**Work required**.
For the word "rather", search the records and show each line in which it occurs.
Start of Records for this exercise
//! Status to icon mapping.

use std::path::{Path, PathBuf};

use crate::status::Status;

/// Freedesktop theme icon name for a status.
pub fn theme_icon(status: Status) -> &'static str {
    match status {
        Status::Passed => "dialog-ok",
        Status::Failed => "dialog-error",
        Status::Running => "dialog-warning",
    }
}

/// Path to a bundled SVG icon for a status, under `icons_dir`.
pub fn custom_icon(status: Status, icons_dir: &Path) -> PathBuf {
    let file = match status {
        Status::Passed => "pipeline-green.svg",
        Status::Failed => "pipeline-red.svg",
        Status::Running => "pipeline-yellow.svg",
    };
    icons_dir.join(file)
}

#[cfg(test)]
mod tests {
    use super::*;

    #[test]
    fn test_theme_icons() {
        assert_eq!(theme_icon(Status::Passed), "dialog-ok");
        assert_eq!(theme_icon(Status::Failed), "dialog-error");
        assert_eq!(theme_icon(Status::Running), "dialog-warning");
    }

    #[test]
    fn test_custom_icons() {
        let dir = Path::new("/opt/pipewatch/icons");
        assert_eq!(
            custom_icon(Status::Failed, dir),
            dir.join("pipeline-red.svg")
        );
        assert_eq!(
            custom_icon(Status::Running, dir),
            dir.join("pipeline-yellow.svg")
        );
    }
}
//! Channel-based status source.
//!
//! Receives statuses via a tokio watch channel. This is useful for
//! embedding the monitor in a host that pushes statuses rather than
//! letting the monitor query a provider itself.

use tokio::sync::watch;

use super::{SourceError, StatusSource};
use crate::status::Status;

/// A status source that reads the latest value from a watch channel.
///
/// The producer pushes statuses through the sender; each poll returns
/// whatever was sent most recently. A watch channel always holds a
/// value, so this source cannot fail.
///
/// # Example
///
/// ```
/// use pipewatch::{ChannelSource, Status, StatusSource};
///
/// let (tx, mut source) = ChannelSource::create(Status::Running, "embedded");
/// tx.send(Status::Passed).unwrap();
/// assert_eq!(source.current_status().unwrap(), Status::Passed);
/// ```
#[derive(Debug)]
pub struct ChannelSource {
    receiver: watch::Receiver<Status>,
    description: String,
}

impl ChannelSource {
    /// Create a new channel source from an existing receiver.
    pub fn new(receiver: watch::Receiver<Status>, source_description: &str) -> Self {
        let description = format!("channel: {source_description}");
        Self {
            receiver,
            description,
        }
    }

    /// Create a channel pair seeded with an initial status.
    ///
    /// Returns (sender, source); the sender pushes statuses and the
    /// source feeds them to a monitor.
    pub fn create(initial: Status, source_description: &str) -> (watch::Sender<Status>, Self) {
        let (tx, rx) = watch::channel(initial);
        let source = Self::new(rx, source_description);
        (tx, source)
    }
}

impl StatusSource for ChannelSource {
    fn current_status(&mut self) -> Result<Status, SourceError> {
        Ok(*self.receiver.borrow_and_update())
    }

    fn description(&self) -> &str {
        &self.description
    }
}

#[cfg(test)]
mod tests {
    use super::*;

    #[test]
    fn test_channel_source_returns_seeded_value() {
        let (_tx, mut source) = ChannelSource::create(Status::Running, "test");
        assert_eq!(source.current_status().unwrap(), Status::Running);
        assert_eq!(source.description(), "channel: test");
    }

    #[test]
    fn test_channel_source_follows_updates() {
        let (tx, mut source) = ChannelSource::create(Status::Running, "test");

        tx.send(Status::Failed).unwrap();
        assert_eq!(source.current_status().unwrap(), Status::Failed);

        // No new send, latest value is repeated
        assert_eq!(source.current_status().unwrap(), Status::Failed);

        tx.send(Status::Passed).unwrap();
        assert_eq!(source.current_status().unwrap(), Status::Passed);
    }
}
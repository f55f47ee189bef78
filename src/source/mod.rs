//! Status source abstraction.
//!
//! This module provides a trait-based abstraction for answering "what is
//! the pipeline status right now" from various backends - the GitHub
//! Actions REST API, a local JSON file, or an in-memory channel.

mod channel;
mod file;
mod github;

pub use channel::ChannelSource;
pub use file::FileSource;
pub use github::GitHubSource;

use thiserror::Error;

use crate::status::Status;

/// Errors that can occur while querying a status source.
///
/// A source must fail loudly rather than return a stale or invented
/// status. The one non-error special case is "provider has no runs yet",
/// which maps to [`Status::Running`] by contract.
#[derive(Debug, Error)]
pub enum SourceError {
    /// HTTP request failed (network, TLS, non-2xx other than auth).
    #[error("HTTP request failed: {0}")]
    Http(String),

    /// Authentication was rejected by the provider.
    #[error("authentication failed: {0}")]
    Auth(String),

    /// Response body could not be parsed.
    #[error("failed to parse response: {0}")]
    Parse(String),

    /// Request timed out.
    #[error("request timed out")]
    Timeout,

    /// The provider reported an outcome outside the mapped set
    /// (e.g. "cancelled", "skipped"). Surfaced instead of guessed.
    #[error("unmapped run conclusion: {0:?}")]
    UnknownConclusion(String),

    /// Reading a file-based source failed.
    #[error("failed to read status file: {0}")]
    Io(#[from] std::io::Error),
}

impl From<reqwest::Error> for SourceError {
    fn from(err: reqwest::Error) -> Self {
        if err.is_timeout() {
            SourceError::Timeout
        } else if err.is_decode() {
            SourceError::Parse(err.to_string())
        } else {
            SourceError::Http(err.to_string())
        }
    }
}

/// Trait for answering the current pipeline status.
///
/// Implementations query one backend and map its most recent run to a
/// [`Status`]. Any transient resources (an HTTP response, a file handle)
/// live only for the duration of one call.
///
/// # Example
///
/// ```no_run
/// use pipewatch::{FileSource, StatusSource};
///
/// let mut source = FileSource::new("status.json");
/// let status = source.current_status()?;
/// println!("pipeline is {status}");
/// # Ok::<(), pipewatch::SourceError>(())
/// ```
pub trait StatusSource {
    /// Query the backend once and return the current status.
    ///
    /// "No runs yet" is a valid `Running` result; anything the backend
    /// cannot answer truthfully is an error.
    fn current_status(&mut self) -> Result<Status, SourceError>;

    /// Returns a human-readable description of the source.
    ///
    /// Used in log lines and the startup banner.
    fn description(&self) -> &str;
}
End of Records for this exercise
Start of Records for this exercise
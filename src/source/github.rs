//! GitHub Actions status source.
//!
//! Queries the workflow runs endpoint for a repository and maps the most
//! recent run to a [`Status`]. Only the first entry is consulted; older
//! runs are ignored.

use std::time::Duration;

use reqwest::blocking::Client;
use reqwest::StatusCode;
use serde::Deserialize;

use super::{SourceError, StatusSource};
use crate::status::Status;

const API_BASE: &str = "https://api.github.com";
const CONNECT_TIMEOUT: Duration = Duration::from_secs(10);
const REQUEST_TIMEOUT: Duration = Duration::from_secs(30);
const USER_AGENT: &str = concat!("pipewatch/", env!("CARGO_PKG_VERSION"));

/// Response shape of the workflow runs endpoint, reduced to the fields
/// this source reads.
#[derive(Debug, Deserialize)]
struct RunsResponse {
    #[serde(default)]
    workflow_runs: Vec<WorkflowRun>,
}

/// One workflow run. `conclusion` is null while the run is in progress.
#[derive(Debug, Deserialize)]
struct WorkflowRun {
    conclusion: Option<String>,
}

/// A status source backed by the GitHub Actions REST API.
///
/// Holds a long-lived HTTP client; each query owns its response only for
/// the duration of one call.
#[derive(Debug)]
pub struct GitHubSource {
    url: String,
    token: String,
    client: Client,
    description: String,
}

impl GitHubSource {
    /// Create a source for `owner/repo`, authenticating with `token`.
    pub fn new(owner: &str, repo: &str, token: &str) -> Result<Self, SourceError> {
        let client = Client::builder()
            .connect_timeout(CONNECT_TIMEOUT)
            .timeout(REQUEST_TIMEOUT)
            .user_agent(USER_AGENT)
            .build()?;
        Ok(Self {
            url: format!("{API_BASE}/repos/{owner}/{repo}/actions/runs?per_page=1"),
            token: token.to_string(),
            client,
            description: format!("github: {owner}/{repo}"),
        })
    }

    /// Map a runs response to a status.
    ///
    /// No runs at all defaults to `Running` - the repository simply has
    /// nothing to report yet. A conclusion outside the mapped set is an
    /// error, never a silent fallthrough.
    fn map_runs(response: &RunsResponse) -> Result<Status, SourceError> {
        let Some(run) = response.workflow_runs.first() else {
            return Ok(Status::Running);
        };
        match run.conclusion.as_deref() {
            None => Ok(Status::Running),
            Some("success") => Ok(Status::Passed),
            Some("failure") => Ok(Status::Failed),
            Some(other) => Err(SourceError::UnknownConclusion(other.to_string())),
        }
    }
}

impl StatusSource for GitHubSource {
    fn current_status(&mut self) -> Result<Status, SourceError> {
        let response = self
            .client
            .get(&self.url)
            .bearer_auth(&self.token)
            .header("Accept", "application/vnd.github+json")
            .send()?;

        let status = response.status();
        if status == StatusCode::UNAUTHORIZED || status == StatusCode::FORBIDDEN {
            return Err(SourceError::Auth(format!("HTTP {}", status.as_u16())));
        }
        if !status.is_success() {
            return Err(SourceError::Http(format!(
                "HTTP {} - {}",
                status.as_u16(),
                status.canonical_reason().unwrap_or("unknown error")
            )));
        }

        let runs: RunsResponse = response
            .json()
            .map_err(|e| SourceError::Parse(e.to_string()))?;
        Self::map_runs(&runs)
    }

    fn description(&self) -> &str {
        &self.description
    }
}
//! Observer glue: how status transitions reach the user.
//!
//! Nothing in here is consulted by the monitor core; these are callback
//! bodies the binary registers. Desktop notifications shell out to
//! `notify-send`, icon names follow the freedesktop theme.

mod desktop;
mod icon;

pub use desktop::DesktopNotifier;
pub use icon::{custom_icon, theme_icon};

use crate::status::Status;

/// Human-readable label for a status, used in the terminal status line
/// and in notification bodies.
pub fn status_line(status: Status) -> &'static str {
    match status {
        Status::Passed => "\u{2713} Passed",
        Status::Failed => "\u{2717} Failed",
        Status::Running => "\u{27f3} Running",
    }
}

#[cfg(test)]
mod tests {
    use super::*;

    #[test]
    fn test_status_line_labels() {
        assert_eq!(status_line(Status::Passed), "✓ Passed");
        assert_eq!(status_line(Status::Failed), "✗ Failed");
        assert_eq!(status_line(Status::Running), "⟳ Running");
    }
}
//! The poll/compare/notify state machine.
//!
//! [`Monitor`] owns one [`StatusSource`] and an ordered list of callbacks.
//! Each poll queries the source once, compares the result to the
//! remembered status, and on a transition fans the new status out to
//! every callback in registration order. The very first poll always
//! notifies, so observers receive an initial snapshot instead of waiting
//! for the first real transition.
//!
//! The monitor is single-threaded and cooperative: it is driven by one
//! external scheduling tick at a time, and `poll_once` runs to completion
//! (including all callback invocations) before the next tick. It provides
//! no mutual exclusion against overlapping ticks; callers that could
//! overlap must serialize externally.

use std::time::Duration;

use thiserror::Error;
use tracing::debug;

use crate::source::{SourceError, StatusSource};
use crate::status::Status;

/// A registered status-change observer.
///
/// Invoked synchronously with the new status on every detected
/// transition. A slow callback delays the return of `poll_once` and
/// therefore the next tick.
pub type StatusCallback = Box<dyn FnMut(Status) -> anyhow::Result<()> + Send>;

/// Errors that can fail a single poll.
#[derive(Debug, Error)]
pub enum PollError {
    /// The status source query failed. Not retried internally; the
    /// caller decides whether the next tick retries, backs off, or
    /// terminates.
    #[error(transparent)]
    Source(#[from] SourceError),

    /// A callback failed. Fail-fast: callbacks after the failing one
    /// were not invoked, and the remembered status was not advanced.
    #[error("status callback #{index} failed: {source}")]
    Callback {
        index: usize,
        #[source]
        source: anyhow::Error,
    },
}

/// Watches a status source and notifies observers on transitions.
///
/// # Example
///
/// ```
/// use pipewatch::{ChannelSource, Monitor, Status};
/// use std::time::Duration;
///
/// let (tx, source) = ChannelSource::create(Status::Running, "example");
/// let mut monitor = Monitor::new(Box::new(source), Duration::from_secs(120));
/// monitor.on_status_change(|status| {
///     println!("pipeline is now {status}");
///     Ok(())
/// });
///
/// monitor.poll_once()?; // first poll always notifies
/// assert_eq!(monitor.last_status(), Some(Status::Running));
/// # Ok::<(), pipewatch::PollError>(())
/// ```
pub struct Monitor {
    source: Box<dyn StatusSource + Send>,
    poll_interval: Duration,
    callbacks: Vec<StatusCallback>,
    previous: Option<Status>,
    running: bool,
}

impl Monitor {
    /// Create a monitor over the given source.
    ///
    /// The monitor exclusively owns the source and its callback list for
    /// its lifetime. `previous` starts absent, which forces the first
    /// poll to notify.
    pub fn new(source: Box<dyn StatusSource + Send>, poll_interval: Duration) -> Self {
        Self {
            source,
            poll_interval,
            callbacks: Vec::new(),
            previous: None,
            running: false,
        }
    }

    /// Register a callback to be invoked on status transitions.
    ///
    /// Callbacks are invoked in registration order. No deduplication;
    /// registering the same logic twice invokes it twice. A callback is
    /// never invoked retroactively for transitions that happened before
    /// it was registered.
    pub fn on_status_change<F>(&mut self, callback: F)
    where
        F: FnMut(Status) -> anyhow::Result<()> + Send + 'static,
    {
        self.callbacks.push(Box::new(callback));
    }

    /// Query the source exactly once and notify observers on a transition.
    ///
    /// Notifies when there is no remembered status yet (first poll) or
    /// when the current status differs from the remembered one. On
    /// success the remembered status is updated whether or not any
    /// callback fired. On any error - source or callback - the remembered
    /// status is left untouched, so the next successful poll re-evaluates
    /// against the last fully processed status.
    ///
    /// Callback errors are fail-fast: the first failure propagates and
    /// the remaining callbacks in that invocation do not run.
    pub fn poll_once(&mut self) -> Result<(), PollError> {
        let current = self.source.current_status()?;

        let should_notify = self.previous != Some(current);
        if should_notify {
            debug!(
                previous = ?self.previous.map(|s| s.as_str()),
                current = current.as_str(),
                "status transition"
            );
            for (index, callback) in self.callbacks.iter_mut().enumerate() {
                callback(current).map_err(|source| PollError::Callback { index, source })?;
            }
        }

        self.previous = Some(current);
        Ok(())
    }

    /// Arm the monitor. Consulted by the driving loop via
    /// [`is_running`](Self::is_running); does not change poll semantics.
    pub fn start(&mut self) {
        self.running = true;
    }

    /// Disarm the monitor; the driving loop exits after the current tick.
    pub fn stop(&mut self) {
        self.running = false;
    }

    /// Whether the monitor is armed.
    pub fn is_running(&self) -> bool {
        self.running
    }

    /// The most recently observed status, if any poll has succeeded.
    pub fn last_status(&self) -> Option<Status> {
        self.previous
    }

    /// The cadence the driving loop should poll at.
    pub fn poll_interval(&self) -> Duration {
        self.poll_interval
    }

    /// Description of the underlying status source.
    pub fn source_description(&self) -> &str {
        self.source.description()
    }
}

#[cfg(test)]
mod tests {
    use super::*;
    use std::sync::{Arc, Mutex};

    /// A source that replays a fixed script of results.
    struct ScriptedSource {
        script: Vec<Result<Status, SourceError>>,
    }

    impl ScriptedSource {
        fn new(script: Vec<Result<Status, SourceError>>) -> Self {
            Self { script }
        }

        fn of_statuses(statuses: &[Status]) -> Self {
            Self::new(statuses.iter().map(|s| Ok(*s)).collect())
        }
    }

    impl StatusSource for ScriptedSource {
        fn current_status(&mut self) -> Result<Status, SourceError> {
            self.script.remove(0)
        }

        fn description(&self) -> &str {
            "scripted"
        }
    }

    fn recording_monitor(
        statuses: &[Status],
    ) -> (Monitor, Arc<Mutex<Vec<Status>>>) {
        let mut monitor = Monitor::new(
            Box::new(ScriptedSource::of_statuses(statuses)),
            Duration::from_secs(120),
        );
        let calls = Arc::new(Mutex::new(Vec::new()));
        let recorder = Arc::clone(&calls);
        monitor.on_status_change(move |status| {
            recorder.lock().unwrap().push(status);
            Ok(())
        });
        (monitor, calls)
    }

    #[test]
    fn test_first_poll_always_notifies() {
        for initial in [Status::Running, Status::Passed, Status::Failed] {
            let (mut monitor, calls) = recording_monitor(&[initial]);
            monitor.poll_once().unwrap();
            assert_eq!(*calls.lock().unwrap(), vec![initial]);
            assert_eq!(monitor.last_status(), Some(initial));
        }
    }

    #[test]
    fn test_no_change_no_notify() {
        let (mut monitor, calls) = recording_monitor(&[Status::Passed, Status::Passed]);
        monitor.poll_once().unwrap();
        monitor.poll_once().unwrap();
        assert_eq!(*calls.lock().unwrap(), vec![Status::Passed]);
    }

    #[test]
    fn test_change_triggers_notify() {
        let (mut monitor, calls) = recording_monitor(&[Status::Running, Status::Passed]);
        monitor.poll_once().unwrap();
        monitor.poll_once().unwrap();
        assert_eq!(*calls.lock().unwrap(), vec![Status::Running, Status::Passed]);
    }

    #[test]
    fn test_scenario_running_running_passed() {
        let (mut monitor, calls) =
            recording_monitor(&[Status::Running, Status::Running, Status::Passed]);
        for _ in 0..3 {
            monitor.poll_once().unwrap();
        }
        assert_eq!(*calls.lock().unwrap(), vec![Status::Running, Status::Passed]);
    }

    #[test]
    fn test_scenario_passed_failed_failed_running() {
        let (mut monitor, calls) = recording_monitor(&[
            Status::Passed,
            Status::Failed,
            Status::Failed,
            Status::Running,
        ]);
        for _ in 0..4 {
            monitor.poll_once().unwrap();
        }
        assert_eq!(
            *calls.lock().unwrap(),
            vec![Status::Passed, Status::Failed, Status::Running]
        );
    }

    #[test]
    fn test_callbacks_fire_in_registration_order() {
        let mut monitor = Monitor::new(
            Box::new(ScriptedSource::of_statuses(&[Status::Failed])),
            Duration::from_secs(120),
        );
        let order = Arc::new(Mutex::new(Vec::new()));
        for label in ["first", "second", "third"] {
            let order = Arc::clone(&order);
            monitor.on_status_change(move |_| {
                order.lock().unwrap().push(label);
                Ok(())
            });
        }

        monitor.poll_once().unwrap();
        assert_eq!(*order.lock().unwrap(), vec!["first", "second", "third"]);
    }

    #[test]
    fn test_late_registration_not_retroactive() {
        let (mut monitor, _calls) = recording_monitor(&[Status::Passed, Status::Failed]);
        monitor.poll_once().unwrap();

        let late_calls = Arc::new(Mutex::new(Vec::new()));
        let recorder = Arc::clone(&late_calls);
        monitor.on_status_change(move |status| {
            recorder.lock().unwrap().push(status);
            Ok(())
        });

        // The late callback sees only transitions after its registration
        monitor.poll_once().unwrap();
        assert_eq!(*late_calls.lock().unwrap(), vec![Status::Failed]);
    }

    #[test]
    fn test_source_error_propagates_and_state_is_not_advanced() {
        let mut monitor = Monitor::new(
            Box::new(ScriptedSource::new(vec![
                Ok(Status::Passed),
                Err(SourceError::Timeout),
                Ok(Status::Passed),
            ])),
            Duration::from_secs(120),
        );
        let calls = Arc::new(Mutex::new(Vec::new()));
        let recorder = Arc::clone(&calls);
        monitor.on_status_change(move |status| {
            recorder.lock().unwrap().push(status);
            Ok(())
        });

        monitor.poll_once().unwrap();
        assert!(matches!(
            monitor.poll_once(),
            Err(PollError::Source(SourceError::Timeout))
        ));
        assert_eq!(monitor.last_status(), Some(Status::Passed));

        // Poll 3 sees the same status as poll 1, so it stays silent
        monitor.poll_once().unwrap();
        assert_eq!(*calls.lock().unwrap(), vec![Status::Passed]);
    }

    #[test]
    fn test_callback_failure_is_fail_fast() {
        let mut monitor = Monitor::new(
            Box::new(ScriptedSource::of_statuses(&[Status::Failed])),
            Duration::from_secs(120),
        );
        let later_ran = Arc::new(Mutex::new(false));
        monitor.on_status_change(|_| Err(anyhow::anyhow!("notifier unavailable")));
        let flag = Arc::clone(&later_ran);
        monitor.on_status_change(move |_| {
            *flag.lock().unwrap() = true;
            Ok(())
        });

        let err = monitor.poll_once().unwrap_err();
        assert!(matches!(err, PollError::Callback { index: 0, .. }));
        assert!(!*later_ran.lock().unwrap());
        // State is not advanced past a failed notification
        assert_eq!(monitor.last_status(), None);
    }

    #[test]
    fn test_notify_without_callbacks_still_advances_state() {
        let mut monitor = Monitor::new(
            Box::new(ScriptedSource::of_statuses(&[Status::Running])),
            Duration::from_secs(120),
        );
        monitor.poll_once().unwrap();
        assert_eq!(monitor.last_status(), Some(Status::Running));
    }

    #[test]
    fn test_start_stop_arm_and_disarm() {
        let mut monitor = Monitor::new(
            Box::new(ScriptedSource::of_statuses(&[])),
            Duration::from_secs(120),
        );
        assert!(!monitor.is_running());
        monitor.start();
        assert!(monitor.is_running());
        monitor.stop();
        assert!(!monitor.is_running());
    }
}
End of Records for this exercise
**Task result**.
//! embedding the monitor in a host that pushes statuses rather than
/// A source must fail loudly rather than return a stale or invented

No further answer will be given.